February 2019 ANSWER:
The actual answer to this is something that most people today do not relate to at all. It comes from the Biblical period, when our ancestors were vividly aware of the nexus between life and death. And they also had a complex understanding of ritual purity, something to which most contemporary Jews give little or no thought.
Ritual purity, simply put, is the desired state for performing any religious practices. And our ancestors believed that some things can cause us to lose that purity. Death was one of those things that “defiles”; it is important to know that this is not a
matter of hygiene. It is a matter of being qualified to perform religious rituals. Contact with a corpse, or being in the presence of a corpse can cancel one’s
state of purity. Therefore, our custom is to ritually wash away that contact or exposure.
Jewish cemeteries often have a wash basin at the exit or they have spigots at intervals around the driveways, so that those who visit a cemetery (for a burial, an unveiling, or just to pay respects) can ritually remove the “contamination” that death causes, before they go elsewhere.
When a coffin is present in the synagogue for the funeral, it is appropriate for the congregation to provide the washing water for those who do not go to the cemetery. Some families will have the washing water right at the door wherever they come directly after the cemetery, as well.

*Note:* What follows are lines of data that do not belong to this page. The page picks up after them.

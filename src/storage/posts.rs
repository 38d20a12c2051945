use super::schema::Database;
use super::types::{DatabaseError, InsertOutcome, NewPost, Post};

// ============================================================================
// Query Limit Constants
// ============================================================================

/// Number of posts returned when the caller does not ask for a limit
pub const DEFAULT_POSTS_LIMIT: i64 = 10;

/// Maximum number of posts to return from any single query (OOM protection)
pub const MAX_POSTS_LIMIT: i64 = 500;

impl Database {
    // ========================================================================
    // Post Operations
    // ========================================================================

    /// Insert a post unless one with the same URL already exists.
    ///
    /// Deduplication is delegated to the UNIQUE index on `posts.url`, so it
    /// holds across concurrent workers and across processes. A URL conflict is
    /// reported as [`InsertOutcome::AlreadyPresent`]; any other failure
    /// (foreign key, I/O, closed pool) is an error.
    pub async fn insert_post_if_absent(&self, post: &NewPost) -> Result<InsertOutcome, DatabaseError> {
        let now = chrono::Utc::now().timestamp();

        let result = sqlx::query(
            r#"
            INSERT INTO posts (feed_id, title, url, description, published_at, created_at, updated_at)
            VALUES (?, ?, ?, ?, ?, ?, ?)
            ON CONFLICT(url) DO NOTHING
        "#,
        )
        .bind(post.feed_id)
        .bind(&post.title)
        .bind(&post.url)
        .bind(&post.description)
        .bind(post.published_at)
        .bind(now)
        .bind(now)
        .execute(&self.pool)
        .await?;

        if result.rows_affected() == 0 {
            Ok(InsertOutcome::AlreadyPresent)
        } else {
            Ok(InsertOutcome::Inserted)
        }
    }

    // ========================================================================
    // Post Queries
    // ========================================================================

    /// Newest posts from the feeds `user_id` follows.
    ///
    /// Posts without a publication date sort after dated ones. `limit`
    /// defaults to [`DEFAULT_POSTS_LIMIT`] and is capped at [`MAX_POSTS_LIMIT`].
    pub async fn get_posts_for_user(
        &self,
        user_id: i64,
        limit: Option<i64>,
    ) -> Result<Vec<Post>, DatabaseError> {
        let limit = limit
            .unwrap_or(DEFAULT_POSTS_LIMIT)
            .clamp(0, MAX_POSTS_LIMIT);

        let posts = sqlx::query_as::<_, Post>(
            r#"
            SELECT p.id, p.feed_id, p.title, p.url, p.description, p.published_at,
                   p.created_at, p.updated_at
            FROM posts p
            JOIN feed_follows ff ON ff.feed_id = p.feed_id
            WHERE ff.user_id = ?
            ORDER BY p.published_at DESC NULLS LAST, p.id DESC
            LIMIT ?
        "#,
        )
        .bind(user_id)
        .bind(limit)
        .fetch_all(&self.pool)
        .await?;

        Ok(posts)
    }

    /// All posts stored for one feed, oldest insert first
    pub async fn get_posts_for_feed(&self, feed_id: i64) -> Result<Vec<Post>, DatabaseError> {
        let posts = sqlx::query_as::<_, Post>(
            r#"
            SELECT id, feed_id, title, url, description, published_at, created_at, updated_at
            FROM posts
            WHERE feed_id = ?
            ORDER BY id
        "#,
        )
        .bind(feed_id)
        .fetch_all(&self.pool)
        .await?;

        Ok(posts)
    }
}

While there is no soap involved in this washing, it is worth noting that these very practices did provide Jews with some protection against the Bubonic plague, so that the percentage of deaths in around them. That, and the traditional Jewish
practice of very prompt burial after death, combined to disrupt the spread of the disease amongst the Jews, which of course raised the suspicions of their
Gentile neighbours…but that’s a whole other story.
Next time we are reading the Book of Leviticus at temple, pay attention to the number of times that book says that a person who is somehow “ritually defiled” must wash with water before re-entering the community. It will have a new significance for you, I suspect.
But do not dismiss all this as superstitious mumbojumbo. Those who created our rituals lived with an intense awareness of the fragility of life, and they created these practices to give us some sense security, despite that fragility. We may live in a very
different world than they did, but our lives are just as precarious as theirs were.
So we wash, ritually.
I hope this explanation is useful to you.